In other words: because you know that Discount correctly implements IBasketElement, you are guaranteed that if there's a Discount element in a basket, it will call any visitor's Visit(Discount) method. This puts you in a position to implement an IBasketVisitor to calculate the total for the basket.

A BasketTotalVisitor must correctly implement all Visit methods defined by the IBasketVisitor interface and accumulate a total. However, whenever it encounters a Discount, it must subtract the discount from the total. Because BasketTotalVisitor is only a small part of a complex whole, this is easy to test:

[Theory]
[InlineData(1, 1)]
[InlineData(2, 1)]
[InlineData(3, 2)]
public void VisitDiscountReturnsCorrectResult(
    int initialTotal,
    int discount)
{
    var sut = new BasketTotalVisitor(initialTotal);
 
    var actual = sut.Visit(new Discount(discount));
 
    var btv = Assert.IsAssignableFrom<BasketTotalVisitor>(actual);
    Assert.Equal(initialTotal - discount, btv.Total);
}

Notice how this test uses Structural Inspection by verifying that the returned IBasketVisitor is, indeed, a BasketTotalVisitor instance, which has a Total property that the test verifies matches the expected value. It can only do that because the concrete BasketTotalVisitor class exposes the Total property.

Verifying the whole #

You can keep on working like this: establishing that the behavior of each small part follows the correct protocols. Once all fine-grained building blocks are in place, the only thing left to do is to verify that they are correctly composed. This is where Structural Inspection is very powerful. This is how you can verify that a BasketPipeline will have the correct behavior:

[Fact]
public void SutCorrectlyConvertsToPipe()
{
    CompositePipe<Basket> sut = new BasketPipeline();
 
    var visitors = sut
        .Cast<BasketVisitorPipe>()
        .Select(bvp => bvp.Visitor);
 
    var dv = Assert.IsAssignableFrom<VolumeDiscountVisitor>(visitors.First());
    Assert.Equal(500, dv.Threshold);
    Assert.Equal(.05m, dv.Rate);
 
    var vv = Assert.IsAssignableFrom<VatVisitor>(visitors.ElementAt(1));
    Assert.Equal(.25m, vv.Rate);
 
    var btv = Assert.IsAssignableFrom<BasketTotalVisitor>(visitors.Last());
}

This may look like a verbose test, but it's actually quite information-dense.

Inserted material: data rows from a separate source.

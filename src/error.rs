// src/error.rs

use chrono::{DateTime, Utc};

use crate::models::PaymentStatus;

#[derive(thiserror::Error, Debug)]
pub enum ClientError {
    /// No response was received (connect, DNS, timeout).
    #[error("transport error: {0}")]
    Transport(#[from] reqwest::Error),

    /// Non-2xx response. `message` is the server's `error` field when present.
    #[error("{message}")]
    PaymentRequest { status: u16, message: String },

    /// `body` holds the full payload; `Display` shows a bounded preview.
    #[error("invalid response: {source}; body={}", body_preview(.body))]
    Decode {
        #[source]
        source: serde_json::Error,
        body: String,
    },

    #[error("invalid base url {url}: {reason}")]
    InvalidBaseUrl { url: String, reason: String },

    #[error("payment intent {payment_intent_id} expired at {expires_at}")]
    IntentExpired {
        payment_intent_id: String,
        expires_at: DateTime<Utc>,
    },

    #[error("payment intent {payment_intent_id} is already {status:?}")]
    IntentTerminal {
        payment_intent_id: String,
        status: PaymentStatus,
    },
}

const BODY_PREVIEW_CHARS: usize = 200;

fn body_preview(body: &str) -> String {
    match body.char_indices().nth(BODY_PREVIEW_CHARS) {
        Some((cut, _)) => format!("{}... ({} bytes)", &body[..cut], body.len()),
        None => body.to_string(),
    }
}

impl ClientError {
    /// HTTP status of a rejected request, if the server answered.
    pub fn status(&self) -> Option<u16> {
        match self {
            ClientError::PaymentRequest { status, .. } => Some(*status),
            ClientError::Transport(e) => e.status().map(|s| s.as_u16()),
            _ => None,
        }
    }
}
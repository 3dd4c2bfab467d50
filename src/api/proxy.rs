// src/api/proxy.rs

use actix_web::http::StatusCode;
use actix_web::http::header as actix_header;
use actix_web::{HttpRequest, HttpResponse, route, web};
use reqwest::header as upstream_header;
use serde_json::json;
use uuid::Uuid;

use crate::AppState;

/// Forwards `/api/*` to the backend unchanged and relays its answer.
/// Nothing about payment state is interpreted here.
#[route(
    "/api/{tail:.*}",
    method = "GET",
    method = "POST",
    method = "PUT",
    method = "PATCH",
    method = "DELETE"
)]
pub async fn forward(
    req: HttpRequest,
    body: web::Bytes,
    state: web::Data<AppState>,
) -> HttpResponse {
    let request_id = Uuid::new_v4().to_string();

    // raw path: percent-escapes such as %3F must reach the backend intact
    let mut url = format!("{}{}", state.config.api_base_url, req.uri().path());
    if !req.query_string().is_empty() {
        url.push('?');
        url.push_str(req.query_string());
    }

    let method = match reqwest::Method::from_bytes(req.method().as_str().as_bytes()) {
        Ok(m) => m,
        Err(_) => return HttpResponse::MethodNotAllowed().finish(),
    };

    let mut upstream = state
        .http
        .request(method.clone(), &url)
        .header("X-Request-Id", &request_id);

    if let Some(ct) = header_str(&req, actix_header::CONTENT_TYPE) {
        upstream = upstream.header(upstream_header::CONTENT_TYPE, ct);
    }

    // caller's credential wins over the configured one
    match header_str(&req, actix_header::AUTHORIZATION) {
        Some(auth) => upstream = upstream.header(upstream_header::AUTHORIZATION, auth),
        None => {
            if let Some(token) = state.config.api_token.as_deref() {
                upstream = upstream.header(upstream_header::AUTHORIZATION, format!("Bearer {token}"));
            }
        }
    }

    if !body.is_empty() {
        upstream = upstream.body(body.to_vec());
    }

    log::info!("proxy {} {} request_id={}", method, url, request_id);

    let resp = match upstream.send().await {
        Ok(r) => r,
        Err(e) => {
            log::error!("proxy upstream error: {e} url={url} request_id={request_id}");
            return HttpResponse::BadGateway().json(json!({
                "error": "backend unavailable"
            }));
        }
    };

    let status = StatusCode::from_u16(resp.status().as_u16()).unwrap_or(StatusCode::BAD_GATEWAY);
    let content_type = resp
        .headers()
        .get(upstream_header::CONTENT_TYPE)
        .and_then(|v| v.to_str().ok())
        .map(|s| s.to_string());

    let bytes = match resp.bytes().await {
        Ok(b) => b,
        Err(e) => {
            log::error!("proxy read upstream body error: {e} request_id={request_id}");
            return HttpResponse::BadGateway().json(json!({
                "error": "backend unavailable"
            }));
        }
    };

    if !status.is_success() {
        log::warn!("proxy upstream status={} url={} request_id={}", status.as_u16(), url, request_id);
    }

    let mut out = HttpResponse::build(status);
    if let Some(ct) = content_type {
        out.insert_header((actix_header::CONTENT_TYPE, ct));
    }
    out.body(bytes.to_vec())
}

fn header_str(req: &HttpRequest, name: actix_header::HeaderName) -> Option<&str> {
    req.headers().get(name).and_then(|v| v.to_str().ok())
}
//! Connector test harness.

use kite_core::{ConnectorConfig, KiteConnector, Method, TransportError};
use std::sync::Arc;

use crate::adapter::TestAdapter;
use crate::client::{TestClient, fake_response};
use crate::setup::{KiteSetup, KiteState};

/// Body returned by the simulated user endpoint.
pub const TEST_USER: &str = r#"{"id":1,"name":"kite"}"#;

/// A connector wired to a [`TestAdapter`] and a [`TestClient`].
///
/// Reachability and authentication are read from the adapter's state on
/// every request, so `update_state` on the adapter is enough to simulate the
/// daemon coming up or a user logging out.
#[derive(Debug)]
pub struct KiteTestHarness {
    /// The connector under test.
    pub connector: KiteConnector,
    /// The adapter it holds.
    pub adapter: Arc<TestAdapter>,
    /// The transport it holds.
    pub client: Arc<TestClient>,
}

impl KiteTestHarness {
    /// Builds a harness for `setup` with the default connector settings.
    #[must_use]
    pub fn new(setup: &KiteSetup) -> Self {
        Self::with_config(setup, ConnectorConfig::default())
    }

    /// Builds a harness for `setup` using the probe paths from `config`.
    #[must_use]
    pub fn with_config(setup: &KiteSetup, config: ConnectorConfig) -> Self {
        let adapter = Arc::new(TestAdapter::new(setup));
        let client = Arc::new(TestClient::new());
        install_daemon_routes(&client, &adapter, &config);

        let connector = KiteConnector::new(adapter.clone(), client.clone()).with_config(config);
        tracing::debug!(state = %adapter.state(), "test harness ready");
        Self {
            connector,
            adapter,
            client,
        }
    }

    /// Returns the adapter's current state.
    #[must_use]
    pub fn state(&self) -> KiteState {
        self.adapter.state()
    }
}

/// Builds a harness for `setup`.
#[must_use]
pub fn with_kite(setup: KiteSetup) -> KiteTestHarness {
    KiteTestHarness::new(&setup)
}

fn install_daemon_routes(client: &TestClient, adapter: &Arc<TestAdapter>, config: &ConnectorConfig) {
    client.route_get(&config.health_path, 200, "");

    let user_path = config.user_path.clone();
    let auth = Arc::clone(adapter);
    client.add_route(
        move |o| o.method == Method::Get && o.path == user_path,
        move |_, _| {
            if auth.state().authenticated() {
                Ok(fake_response(200, TEST_USER))
            } else {
                Ok(fake_response(401, "unauthorized"))
            }
        },
    );

    let reach = Arc::clone(adapter);
    client.add_route(
        move |_| !reach.state().reachable,
        |o, _| Err(TransportError::Connect(format!("kite is not reachable: {}", o.path))),
    );
}
//! Fallback adapter for hosts Kite does not run on.

use async_trait::async_trait;
use kite_core::{
    Edition, HealthState, InstallOptions, KiteAdapter, KiteError, Platform, Result, RunOptions,
};
use std::path::PathBuf;

/// Adapter that reports every check as unsupported.
#[derive(Debug, Clone, Copy, Default)]
pub struct UnsupportedAdapter;

impl UnsupportedAdapter {
    fn unsupported() -> KiteError {
        KiteError::bad_state(
            HealthState::Unsupported,
            format!("Kite is not supported on {}", std::env::consts::OS),
        )
    }
}

#[async_trait]
impl KiteAdapter for UnsupportedAdapter {
    fn platform(&self) -> Platform {
        Platform::Unsupported
    }

    fn is_os_supported(&self) -> bool {
        false
    }

    async fn is_os_version_supported(&self) -> bool {
        false
    }

    async fn is_admin(&self) -> bool {
        false
    }

    fn release_url(&self) -> Option<String> {
        None
    }

    fn download_path(&self) -> Option<PathBuf> {
        None
    }

    async fn install_paths(&self, _edition: Edition) -> Vec<PathBuf> {
        Vec::new()
    }

    fn session_file_path(&self) -> Option<PathBuf> {
        None
    }

    async fn is_installed(&self, _edition: Edition) -> Result<()> {
        Err(Self::unsupported())
    }

    async fn is_running(&self, _edition: Edition) -> Result<()> {
        Err(Self::unsupported())
    }

    async fn install(&self, _options: &InstallOptions) -> Result<()> {
        Err(Self::unsupported())
    }

    async fn download(&self, _url: &str, _options: &InstallOptions) -> Result<()> {
        Err(Self::unsupported())
    }

    async fn run(&self, _edition: Edition, _options: &RunOptions) -> Result<()> {
        Err(Self::unsupported())
    }
}
#![cfg_attr(test, allow(clippy::unwrap_used, clippy::expect_used, clippy::panic))]

//! # kite-test
//!
//! Test doubles for the Kite daemon connector.
//!
//! This crate provides:
//! - **[`KiteSetup`]**: declarative daemon state with implied facts filled in
//! - **[`TestAdapter`]**: adapter answering from that state and recording calls
//! - **[`TestClient`]**: routed in-memory transport with a 404 fallback
//! - **[`KiteTestHarness`]**: a connector wired to both
//!
//! ## Example
//!
//! ```rust,ignore
//! use kite_test::{KiteSetup, with_kite};
//!
//! let kite = with_kite(KiteSetup::new().running(true));
//! assert_eq!(kite.connector.check_health().await?, HealthState::Unreachable);
//! ```

#![deny(unsafe_code)]
#![warn(missing_docs)]

pub mod adapter;
pub mod client;
pub mod harness;
pub mod setup;

pub use adapter::{AdapterCall, CheckFailure, TestAdapter};
pub use client::{RecordedRequest, TestClient, fake_response};
pub use harness::{KiteTestHarness, TEST_USER, with_kite};
pub use setup::{KiteSetup, KiteState};
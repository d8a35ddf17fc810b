#![cfg_attr(test, allow(clippy::unwrap_used, clippy::expect_used, clippy::panic))]

//! # kite-core
//!
//! Health reconciliation for the local Kite daemon.
//!
//! This crate provides the platform-independent half of the connector:
//!
//! - [`HealthState`], the ordered readiness ladder of the daemon
//! - [`KiteError`] with its [`ErrorKind`] discriminant
//! - [`KiteAdapter`], implemented once per operating system
//! - [`KiteClient`] and the reqwest-backed [`HttpClient`]
//! - [`KiteConnector`], which runs the health pipeline and guards requests
//!
//! ## Example
//!
//! ```rust,ignore
//! use kite_core::{ConnectorConfig, HealthState, KiteConnector};
//!
//! let kite = KiteConnector::from_config(adapter, ConnectorConfig::default())?;
//! if kite.check_health().await? == HealthState::NotRunning {
//!     kite.run_kite_and_wait(&Default::default(), 10, Duration::from_millis(500)).await?;
//! }
//! ```

#![deny(unsafe_code)]
#![warn(missing_docs)]
#![allow(clippy::significant_drop_tightening)]

pub mod adapter;
pub mod client;
pub mod combinators;
pub mod config;
pub mod connector;
pub mod error;
pub mod events;
pub mod platform;
pub mod state;

pub use adapter::{DEFAULT_CHANNEL, InstallOptions, InstallStep, KiteAdapter, RunOptions};
pub use client::{
    Cookie, CookieJar, HttpClient, KiteClient, Method, RequestOptions, Response, TracingClient,
    TransportError,
};
pub use combinators::{any_ok, negate, retry};
pub use config::{ConfigError, ConnectorConfig, DEFAULT_PORT};
pub use connector::KiteConnector;
pub use error::{ErrorKind, KiteError, ProcessFailure, Result};
pub use events::{FailureListeners, Subscription};
pub use platform::{Platform, detect_platform};
pub use state::{Edition, HealthState};
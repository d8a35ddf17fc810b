//! kite-connect: Kite daemon connector for editor plugins.
//!
//! Detects whether the local Kite daemon is supported, installed, running,
//! reachable and logged in, and installs or launches it when it is not.
//!
//! # Quick Start
//!
//! ```rust,no_run
//! use kite_connect::prelude::*;
//!
//! # async fn demo() -> Result<(), Box<dyn std::error::Error>> {
//! let kite = connector_for_current_platform(ConnectorConfig::default())?;
//! match kite.check_health().await? {
//!     HealthState::Ready => println!("kite is ready"),
//!     HealthState::NotRunning => kite.run_kite(&RunOptions::default()).await?,
//!     state => println!("kite is {state}"),
//! }
//! # Ok(())
//! # }
//! ```

pub use kite_core as core;
pub use kite_platform as platform;

/// Prelude module for common imports.
pub mod prelude {
    pub use kite_core::{
        ConnectorConfig, Edition, ErrorKind, HealthState, InstallOptions, InstallStep, KiteAdapter,
        KiteClient, KiteConnector, KiteError, RequestOptions, Response, RunOptions, Subscription,
    };
    pub use kite_platform::{
        Platform, connector_for_current_platform, detect_platform, select_adapter,
    };
}
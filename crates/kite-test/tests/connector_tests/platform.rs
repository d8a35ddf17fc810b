//! Real platform adapters behind the connector.

use std::sync::Arc;
use std::time::Duration;

use kite_core::{
    ConnectorConfig, Edition, HealthState, InstallOptions, KiteAdapter, KiteConnector, Platform,
    RunOptions,
};
use kite_platform::{LinuxAdapter, UnsupportedAdapter, detect_platform, select_adapter};
use kite_test::TestClient;

#[tokio::test]
async fn unsupported_platform_reports_unsupported_everywhere() {
    let kite = KiteConnector::new(select_adapter(Platform::Unsupported), Arc::new(TestClient::new()));
    assert_eq!(kite.check_health().await.unwrap(), HealthState::Unsupported);

    let err = kite.can_install_kite().await.unwrap_err();
    assert_eq!(err.state(), Some(HealthState::Unsupported));
    let err = kite.download_kite_release(&InstallOptions::new()).await.unwrap_err();
    assert_eq!(err.state(), Some(HealthState::Unsupported));
    let err = kite.run_kite(&RunOptions::default()).await.unwrap_err();
    assert_eq!(err.state(), Some(HealthState::Unsupported));
}

#[tokio::test]
async fn adapter_can_be_swapped_at_runtime() {
    let kite = KiteConnector::new(Arc::new(UnsupportedAdapter), Arc::new(TestClient::new()));
    assert_eq!(kite.adapter().platform(), Platform::Unsupported);

    kite.set_adapter(select_adapter(detect_platform()));
    assert_eq!(kite.adapter().platform(), detect_platform());
}

#[tokio::test]
async fn linux_adapter_without_opt_in_is_unsupported() {
    let dir = tempfile::tempdir().unwrap();
    let adapter = LinuxAdapter::new()
        .with_flag_path(dir.path().join("KITE_LINUX"))
        .with_kited_path(dir.path().join("kited"));
    let kite = KiteConnector::new(Arc::new(adapter), Arc::new(TestClient::new()));
    assert_eq!(kite.check_health().await.unwrap(), HealthState::Unsupported);
}

#[tokio::test]
async fn linux_adapter_install_checks_follow_filesystem() {
    let dir = tempfile::tempdir().unwrap();
    let adapter = LinuxAdapter::new()
        .with_flag_path(dir.path().join("KITE_LINUX"))
        .with_kited_path(dir.path().join("kited"))
        .with_install_check(1, Duration::ZERO);
    let kite = KiteConnector::new(Arc::new(adapter), Arc::new(TestClient::new()));

    let err = kite.is_kite_installed().await.unwrap_err();
    assert_eq!(err.state(), Some(HealthState::Uninstalled));

    std::fs::write(dir.path().join("kited"), b"").unwrap();
    tokio_test::assert_ok!(kite.is_kite_installed().await);
    assert_eq!(
        kite.adapter().install_path(Edition::Community).await,
        Some(dir.path().join("kited"))
    );
}

#[tokio::test]
async fn current_platform_connector_builds_from_config() {
    let kite = kite_platform::connector_for_current_platform(ConnectorConfig::default()).unwrap();
    assert_eq!(kite.adapter().platform(), detect_platform());
    assert_eq!(kite.config().port, kite_core::DEFAULT_PORT);
}
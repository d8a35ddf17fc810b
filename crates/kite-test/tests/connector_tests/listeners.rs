//! Failure listeners.

use std::sync::Arc;
use std::sync::atomic::{AtomicUsize, Ordering};

use kite_core::{HealthState, KiteError, RequestOptions};
use kite_test::{KiteSetup, with_kite};
use parking_lot::Mutex;

#[tokio::test]
async fn every_rejection_reaches_each_listener_once() {
    let kite = with_kite(KiteSetup::new().reachable(true));
    kite.client.route_get("/forbidden", 403, "");

    let first = Arc::new(AtomicUsize::new(0));
    let seen = Arc::new(Mutex::new(Vec::new()));
    let f = Arc::clone(&first);
    let s = Arc::clone(&seen);
    let _a = kite.connector.on_did_fail_request(move |_| {
        f.fetch_add(1, Ordering::SeqCst);
    });
    let _b = kite.connector.on_did_fail_request(move |e: &KiteError| s.lock().push(e.state()));

    let _ = kite.connector.request(&RequestOptions::get("/forbidden"), None, None).await;
    let _ = kite.connector.request(&RequestOptions::get("/missing"), None, None).await;

    assert_eq!(first.load(Ordering::SeqCst), 2);
    assert_eq!(*seen.lock(), vec![Some(HealthState::NotWhitelisted), None]);
}

#[tokio::test]
async fn successful_requests_are_silent() {
    let kite = with_kite(KiteSetup::new().reachable(true));
    let calls = Arc::new(AtomicUsize::new(0));
    let c = Arc::clone(&calls);
    let _sub = kite.connector.on_did_fail_request(move |_| {
        c.fetch_add(1, Ordering::SeqCst);
    });

    kite.connector.request(&RequestOptions::get("/settings"), None, None).await.unwrap();
    assert_eq!(calls.load(Ordering::SeqCst), 0);
}

#[tokio::test]
async fn disposed_listener_is_never_called_again() {
    let kite = with_kite(KiteSetup::new().running(true));
    let calls = Arc::new(AtomicUsize::new(0));
    let c = Arc::clone(&calls);
    let sub = kite.connector.on_did_fail_request(move |_| {
        c.fetch_add(1, Ordering::SeqCst);
    });

    let _ = kite.connector.request(&RequestOptions::get("/x"), None, None).await;
    assert_eq!(calls.load(Ordering::SeqCst), 1);

    sub.dispose();
    let _ = kite.connector.request(&RequestOptions::get("/x"), None, None).await;
    assert_eq!(calls.load(Ordering::SeqCst), 1);
}

#[tokio::test]
async fn listeners_do_not_alter_the_error() {
    let kite = with_kite(KiteSetup::new().installed(true));
    let _sub = kite.connector.on_did_fail_request(|_| {});
    let err = kite.connector.request(&RequestOptions::get("/x"), None, None).await.unwrap_err();
    assert_eq!(err.state(), Some(HealthState::NotRunning));
}

#[tokio::test]
async fn health_probes_do_not_notify() {
    let kite = with_kite(KiteSetup::new().running(true));
    let calls = Arc::new(AtomicUsize::new(0));
    let c = Arc::clone(&calls);
    let _sub = kite.connector.on_did_fail_request(move |_| {
        c.fetch_add(1, Ordering::SeqCst);
    });
    assert_eq!(kite.connector.check_health().await.unwrap(), HealthState::Unreachable);
    assert_eq!(calls.load(Ordering::SeqCst), 0);
}
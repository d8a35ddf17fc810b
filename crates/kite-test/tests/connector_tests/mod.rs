//! Connector behavior, grouped by concern.

// Allow test-specific patterns that are denied in production code
#![allow(clippy::unwrap_used)]
#![allow(clippy::expect_used)]
#![allow(clippy::panic)]

mod health;
mod http;
mod lifecycle;
mod listeners;
mod platform;
mod requests;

First, the BasketPipeline is a CompositePipe<Basket>, and while I haven't shown that part in this article, I know from other unit tests that this class adheres to the Liskov Substitution Principle, so if the test can verify that its content is correct, the composed behavior must also be correct.

In this test case, you can project all the contained pipes into the visitors they adapt. This is only possible because the concrete class BasketVisitorPipe exposes the concrete Visitor property. This is Structural Inspection in action.

The BasketPipeline should be able to apply a volume discount, calculate VAT and the total. Because all the small parts have the correct behavior, you only need to verify that the BasketPipeline has the correct structure.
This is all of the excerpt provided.